Gold prices remained range-bound on Friday, hovering near $4,640–$4,650 during Asian trading as conflicting macroeconomic and geopolitical signals deterred traders from making bold moves. The precious metal’s inability to break out reflects a market grappling with sticky inflation, elevated oil prices, and uncertainty over Federal Reserve policy, all while geopolitical risks in the Gulf persist.
On the supportive side, geopolitical tensions continue to underpin gold’s safe-haven appeal. President Trump’s decision to sustain the Iranian port blockade, aimed at pressuring Tehran over its nuclear program, has dashed hopes for a quick de-escalation in the Gulf. Reports that the U.S. president would be briefed on possible additional strikes on Iran further reinforced the view that tensions are unlikely to ease soon, keeping gold bulls active.
Adding to the bullish case was the Federal Reserve’s latest policy meeting, which ended with an 8-4 vote to hold interest rates steady.
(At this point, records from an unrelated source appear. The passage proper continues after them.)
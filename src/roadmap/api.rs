use std::sync::Arc;

use axum::{
    Json, Router,
    body::Bytes,
    extract::{
        FromRequest, FromRequestParts, Path, Request, State,
        rejection::{JsonRejection, PathRejection},
    },
    http::{StatusCode, request::Parts},
    response::{IntoResponse, Response},
    routing::{get, patch, post},
};
use serde::Deserialize;

use super::db::DbHandle;
#[cfg(test)]
use super::db::RoadmapDb;
use super::models::{DeleteOutcome, StatusPatch};
use crate::errors::StatusError;

// ── Shared application state ──────────────────────────────────────────

pub struct AppState {
    pub db: DbHandle,
}

pub type SharedState = Arc<AppState>;

// ── Organization context ──────────────────────────────────────────────

/// Header carrying the caller's organization, resolved upstream from the
/// session.
pub const ORG_HEADER: &str = "x-organization-id";

/// Organization every org-scoped handler operates on.
#[derive(Debug, Clone, Copy)]
pub struct OrgContext {
    pub org_id: i64,
}

impl<S> FromRequestParts<S> for OrgContext
where
    S: Send + Sync,
{
    type Rejection = ApiError;

    async fn from_request_parts(parts: &mut Parts, _state: &S) -> Result<Self, Self::Rejection> {
        let raw = parts
            .headers
            .get(ORG_HEADER)
            .ok_or_else(|| ApiError::Unauthorized(format!("Missing {} header", ORG_HEADER)))?;
        let org_id = raw
            .to_str()
            .ok()
            .and_then(|v| v.trim().parse::<i64>().ok())
            .ok_or_else(|| {
                ApiError::Unauthorized(format!("Malformed {} header", ORG_HEADER))
            })?;
        Ok(Self { org_id })
    }
}

// ── Extractors with JSON error bodies ─────────────────────────────────

/// `Json<T>` whose rejection is an `ApiError`.
pub struct ApiJson<T>(pub T);

impl<S, T> FromRequest<S> for ApiJson<T>
where
    Json<T>: FromRequest<S, Rejection = JsonRejection>,
    S: Send + Sync,
{
    type Rejection = ApiError;

    async fn from_request(req: Request, state: &S) -> Result<Self, Self::Rejection> {
        let Json(value) = Json::<T>::from_request(req, state).await?;
        Ok(Self(value))
    }
}

/// `Path<T>` whose rejection is an `ApiError`.
pub struct ApiPath<T>(pub T);

impl<S, T> FromRequestParts<S> for ApiPath<T>
where
    Path<T>: FromRequestParts<S, Rejection = PathRejection>,
    S: Send + Sync,
{
    type Rejection = ApiError;

    async fn from_request_parts(parts: &mut Parts, state: &S) -> Result<Self, Self::Rejection> {
        let Path(value) = Path::<T>::from_request_parts(parts, state).await?;
        Ok(Self(value))
    }
}

// ── Request payload types ─────────────────────────────────────────────

#[derive(Deserialize)]
pub struct CreateOrganizationRequest {
    pub name: String,
}

#[derive(Deserialize)]
pub struct CreateBoardRequest {
    pub name: String,
}

#[derive(Deserialize)]
pub struct CreateStatusRequest {
    pub name: String,
    pub color: Option<String>,
    pub show_on_roadmap: Option<bool>,
}

#[derive(Deserialize)]
pub struct UpdateStatusRequest {
    pub name: Option<String>,
    pub color: Option<String>,
    pub show_on_roadmap: Option<bool>,
    /// Accepted only so that an attempt to change it can be refused.
    pub key: Option<String>,
}

#[derive(Deserialize)]
pub struct ReorderRequest {
    #[serde(rename = "orderedIds", alias = "ordered_ids")]
    pub ordered_ids: Vec<i64>,
}

#[derive(Deserialize, Default)]
pub struct DeleteStatusRequest {
    #[serde(rename = "reassignTo", alias = "reassign_to")]
    pub reassign_to: Option<String>,
}

#[derive(Deserialize)]
pub struct CreatePostRequest {
    pub board_id: i64,
    pub title: String,
    pub status: Option<String>,
}

#[derive(Deserialize)]
pub struct SetPostStatusRequest {
    pub status: String,
}

// ── Error handling ────────────────────────────────────────────────────

#[derive(Debug)]
pub enum ApiError {
    NotFound(String),
    BadRequest(String),
    Conflict(String),
    Unauthorized(String),
    Internal(String),
}

impl IntoResponse for ApiError {
    fn into_response(self) -> Response {
        let (status, message) = match self {
            ApiError::NotFound(msg) => (StatusCode::NOT_FOUND, msg),
            ApiError::BadRequest(msg) => (StatusCode::BAD_REQUEST, msg),
            ApiError::Conflict(msg) => (StatusCode::CONFLICT, msg),
            ApiError::Unauthorized(msg) => (StatusCode::UNAUTHORIZED, msg),
            ApiError::Internal(msg) => (StatusCode::INTERNAL_SERVER_ERROR, msg),
        };
        (status, Json(serde_json::json!({"error": message}))).into_response()
    }
}

impl From<StatusError> for ApiError {
    fn from(err: StatusError) -> Self {
        let msg = err.to_string();
        match err {
            StatusError::Validation(_)
            | StatusError::InvalidTarget(_)
            | StatusError::InvalidOrder(_) => ApiError::BadRequest(msg),
            StatusError::NotFound { .. } | StatusError::OrganizationNotFound { .. } => {
                ApiError::NotFound(msg)
            }
            StatusError::DuplicateKey { .. } | StatusError::LastStatus { .. } => {
                ApiError::Conflict(msg)
            }
            StatusError::TransactionFailure(_) | StatusError::Database(_) => {
                tracing::error!(error = %msg, "request failed");
                ApiError::Internal(msg)
            }
        }
    }
}

impl From<JsonRejection> for ApiError {
    fn from(rejection: JsonRejection) -> Self {
        ApiError::BadRequest(format!("Invalid request body: {}", rejection.body_text()))
    }
}

impl From<PathRejection> for ApiError {
    fn from(rejection: PathRejection) -> Self {
        ApiError::BadRequest(format!("Invalid path: {}", rejection.body_text()))
    }
}

// ── Router ────────────────────────────────────────────────────────────

pub fn api_router() -> Router<SharedState> {
    Router::new()
        .route("/api/orgs", post(create_organization))
        .route("/api/orgs/{id}", get(get_organization))
        .route("/api/boards", post(create_board))
        .route("/api/statuses", get(list_statuses).post(create_status))
        .route("/api/statuses/reorder", post(reorder_statuses))
        .route(
            "/api/statuses/{id}",
            patch(update_status).delete(delete_status),
        )
        .route(
            "/api/statuses/{id}/reassignment-targets",
            get(reassignment_targets),
        )
        .route("/api/posts", post(create_post))
        .route("/api/posts/{id}/status", patch(set_post_status))
        .route("/api/kanban", get(get_kanban))
        .route("/api/roadmap", get(get_roadmap))
        .route("/health", get(health_check))
}

// ── Helpers ───────────────────────────────────────────────────────────

/// The delete body is optional: empty means probe, `{reassignTo}` confirms.
fn parse_delete_body(body: &[u8]) -> Result<Option<String>, ApiError> {
    if body.iter().all(u8::is_ascii_whitespace) {
        return Ok(None);
    }
    let req: DeleteStatusRequest = serde_json::from_slice(body)
        .map_err(|e| ApiError::BadRequest(format!("Invalid delete body: {}", e)))?;
    Ok(req.reassign_to)
}

// ── Handlers ──────────────────────────────────────────────────────────

async fn health_check() -> &'static str {
    "ok"
}

async fn create_organization(
    State(state): State<SharedState>,
    ApiJson(req): ApiJson<CreateOrganizationRequest>,
) -> Result<impl IntoResponse, ApiError> {
    let name = req.name;
    let org = state
        .db
        .call(move |db| db.create_organization(&name))
        .await?;
    Ok((StatusCode::CREATED, Json(org)))
}

async fn get_organization(
    State(state): State<SharedState>,
    ApiPath(id): ApiPath<i64>,
) -> Result<impl IntoResponse, ApiError> {
    let org = state.db.call(move |db| db.require_organization(id)).await?;
    Ok(Json(org))
}

async fn create_board(
    State(state): State<SharedState>,
    org: OrgContext,
    ApiJson(req): ApiJson<CreateBoardRequest>,
) -> Result<impl IntoResponse, ApiError> {
    let name = req.name;
    let board = state
        .db
        .call(move |db| db.create_board(org.org_id, &name))
        .await?;
    Ok((StatusCode::CREATED, Json(board)))
}

async fn list_statuses(
    State(state): State<SharedState>,
    org: OrgContext,
) -> Result<impl IntoResponse, ApiError> {
    let statuses = state
        .db
        .call(move |db| db.list_statuses(org.org_id))
        .await?;
    tracing::debug!(org_id = org.org_id, count = statuses.len(), "listed statuses");
    Ok(Json(statuses))
}

async fn create_status(
    State(state): State<SharedState>,
    org: OrgContext,
    ApiJson(req): ApiJson<CreateStatusRequest>,
) -> Result<impl IntoResponse, ApiError> {
    let name = req.name;
    let color = req.color.unwrap_or_default();
    let show_on_roadmap = req.show_on_roadmap.unwrap_or(true);
    let status = state
        .db
        .call(move |db| db.create_status(org.org_id, &name, &color, show_on_roadmap))
        .await?;
    Ok((StatusCode::CREATED, Json(status)))
}

async fn update_status(
    State(state): State<SharedState>,
    org: OrgContext,
    ApiPath(id): ApiPath<i64>,
    ApiJson(req): ApiJson<UpdateStatusRequest>,
) -> Result<impl IntoResponse, ApiError> {
    if req.key.is_some() {
        return Err(ApiError::BadRequest(
            "Status key cannot be changed; only name, color and show_on_roadmap are editable"
                .into(),
        ));
    }
    let patch = StatusPatch {
        name: req.name,
        color: req.color,
        show_on_roadmap: req.show_on_roadmap,
    };
    let status = state
        .db
        .call(move |db| db.update_status(org.org_id, id, &patch))
        .await?;
    Ok(Json(status))
}

async fn reorder_statuses(
    State(state): State<SharedState>,
    org: OrgContext,
    ApiJson(req): ApiJson<ReorderRequest>,
) -> Result<impl IntoResponse, ApiError> {
    let ordered_ids = req.ordered_ids;
    state
        .db
        .call(move |db| db.reorder_statuses(org.org_id, &ordered_ids))
        .await?;
    Ok(StatusCode::NO_CONTENT)
}

async fn delete_status(
    State(state): State<SharedState>,
    org: OrgContext,
    ApiPath(id): ApiPath<i64>,
    body: Bytes,
) -> Result<Json<DeleteOutcome>, ApiError> {
    let reassign_to = parse_delete_body(&body)?;
    let outcome = state
        .db
        .call(move |db| db.delete_status(org.org_id, id, reassign_to.as_deref()))
        .await?;
    Ok(Json(outcome))
}

async fn reassignment_targets(
    State(state): State<SharedState>,
    org: OrgContext,
    ApiPath(id): ApiPath<i64>,
) -> Result<impl IntoResponse, ApiError> {
    let targets = state
        .db
        .call(move |db| db.reassignment_targets(org.org_id, id))
        .await?;
    Ok(Json(targets))
}

async fn create_post(
    State(state): State<SharedState>,
    org: OrgContext,
    ApiJson(req): ApiJson<CreatePostRequest>,
) -> Result<impl IntoResponse, ApiError> {
    let post = state
        .db
        .call(move |db| db.create_post(org.org_id, req.board_id, &req.title, req.status.as_deref()))
        .await?;
    Ok((StatusCode::CREATED, Json(post)))
}

async fn set_post_status(
    State(state): State<SharedState>,
    org: OrgContext,
    ApiPath(id): ApiPath<i64>,
    ApiJson(req): ApiJson<SetPostStatusRequest>,
) -> Result<impl IntoResponse, ApiError> {
    let post = state
        .db
        .call(move |db| db.set_post_status(org.org_id, id, &req.status))
        .await?;
    Ok(Json(post))
}

async fn get_kanban(
    State(state): State<SharedState>,
    org: OrgContext,
) -> Result<impl IntoResponse, ApiError> {
    let view = state.db.call(move |db| db.kanban(org.org_id)).await?;
    Ok(Json(view))
}

async fn get_roadmap(
    State(state): State<SharedState>,
    org: OrgContext,
) -> Result<impl IntoResponse, ApiError> {
    let view = state.db.call(move |db| db.roadmap(org.org_id)).await?;
    Ok(Json(view))
}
That level of dissent—the highest in more than three decades—signaled that the current hawkish stance may not persist for long. Markets interpreted the split as a precursor to potential rate cuts, which would be positive for non-yielding bullion.
However, these supportive factors were offset by headwinds. The same Gulf tensions that boost gold’s haven appeal also strengthened the U.S. dollar, as the greenback’s role as a reserve currency attracted safe-haven flows. A stronger dollar makes gold more expensive for holders of other currencies, capping its upside.
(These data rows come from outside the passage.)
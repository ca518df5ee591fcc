//! CLI command implementations.
//!
//! | Module      | Commands handled      |
//! |-------------|-----------------------|
//! | `serve`     | `Serve`               |
//! | `init`      | `Init`                |
//! | `org`       | `Org`                 |
//! | `statuses`  | `Statuses`            |
//! | `config`    | `Config`              |

pub mod config;
pub mod init;
pub mod org;
pub mod serve;
pub mod statuses;

pub use config::cmd_config;
pub use init::cmd_init;
pub use org::cmd_org;
pub use serve::cmd_serve;
pub use statuses::cmd_statuses;
//! Organization commands: `feedbackhub org`.

use anyhow::Result;
use feedbackhub::config::HubConfig;
use feedbackhub::roadmap::server::open_database;

use super::super::OrgCommands;

pub fn cmd_org(config: &HubConfig, command: &OrgCommands) -> Result<()> {
    let db = open_database(&config.db_path())?;

    match command {
        OrgCommands::Create { name } => {
            let org = db.create_organization(name)?;
            println!("Created organization {} ({})", org.id, org.name);
            for status in db.list_statuses(org.id)? {
                println!("  {:<12} {}", status.key, status.name);
            }
        }
        OrgCommands::List => {
            let orgs = db.list_organizations()?;
            if orgs.is_empty() {
                println!("No organizations.");
            }
            for org in orgs {
                println!("{:>4}  {}", org.id, org.name);
            }
        }
    }
    Ok(())
}
//! Typed error hierarchy for the roadmap service.
//!
//! `StatusError` covers every refusal the status lifecycle can produce. The
//! HTTP layer maps each variant onto a status code; the CLI prints the
//! message as-is, so messages name the concrete reason.

use thiserror::Error;

/// Errors from status, post and organization operations.
#[derive(Debug, Error)]
pub enum StatusError {
    #[error("Invalid input: {0}")]
    Validation(String),

    #[error("{entity} {id} not found in organization {org_id}")]
    NotFound {
        entity: &'static str,
        id: i64,
        org_id: i64,
    },

    #[error("Organization {id} not found")]
    OrganizationNotFound { id: i64 },

    #[error("A status with key '{key}' already exists in organization {org_id}")]
    DuplicateKey { key: String, org_id: i64 },

    #[error(
        "Cannot delete '{key}': it is the last remaining status in organization {org_id}"
    )]
    LastStatus { key: String, org_id: i64 },

    #[error("Invalid reassignment target: {0}")]
    InvalidTarget(String),

    #[error("Invalid status order: {0}")]
    InvalidOrder(String),

    #[error("Status delete could not be committed and was rolled back: {0}")]
    TransactionFailure(#[source] anyhow::Error),

    #[error("Database error: {0}")]
    Database(#[source] anyhow::Error),
}

impl StatusError {
    pub fn status_not_found(id: i64, org_id: i64) -> Self {
        Self::NotFound {
            entity: "Status",
            id,
            org_id,
        }
    }

    pub fn post_not_found(id: i64, org_id: i64) -> Self {
        Self::NotFound {
            entity: "Post",
            id,
            org_id,
        }
    }

    pub fn board_not_found(id: i64, org_id: i64) -> Self {
        Self::NotFound {
            entity: "Board",
            id,
            org_id,
        }
    }
}

impl From<rusqlite::Error> for StatusError {
    fn from(err: rusqlite::Error) -> Self {
        Self::Database(err.into())
    }
}

/// Result alias for status operations.
pub type StatusResult<T> = std::result::Result<T, StatusError>;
Economic data added to the confusion. The Personal Consumption Expenditures (PCE) price index rose 0.7% month-on-month in March and 3.5% year-on-year, accelerating from February’s 2.8% annual gain. This sticky inflation suggests the Fed may need to keep rates higher for longer, which typically pressures gold. Yet at the same time, the U.S. economy expanded at an annualized 2% rate in the first quarter of 2026, slowing from the previous quarter’s 0.5% contraction?—?a mixed picture that left traders uncertain about the growth outlook.
“These mixed signals are making it hard for gold traders to take definitive positions during trading, and that is contributing to the tight range-bound trading being observed as the week ended,” the release noted. Market participants, including Rocks & Stocks and its audience, are closely monitoring these fundamentals for clues on where bullion may head next.
For now, gold remains caught between geopolitical risks that support prices and a macroeconomic environment that offers no clear direction. Until either inflation trends shift decisively or the Fed signals a clearer policy path, the metal may continue to trade in a narrow range.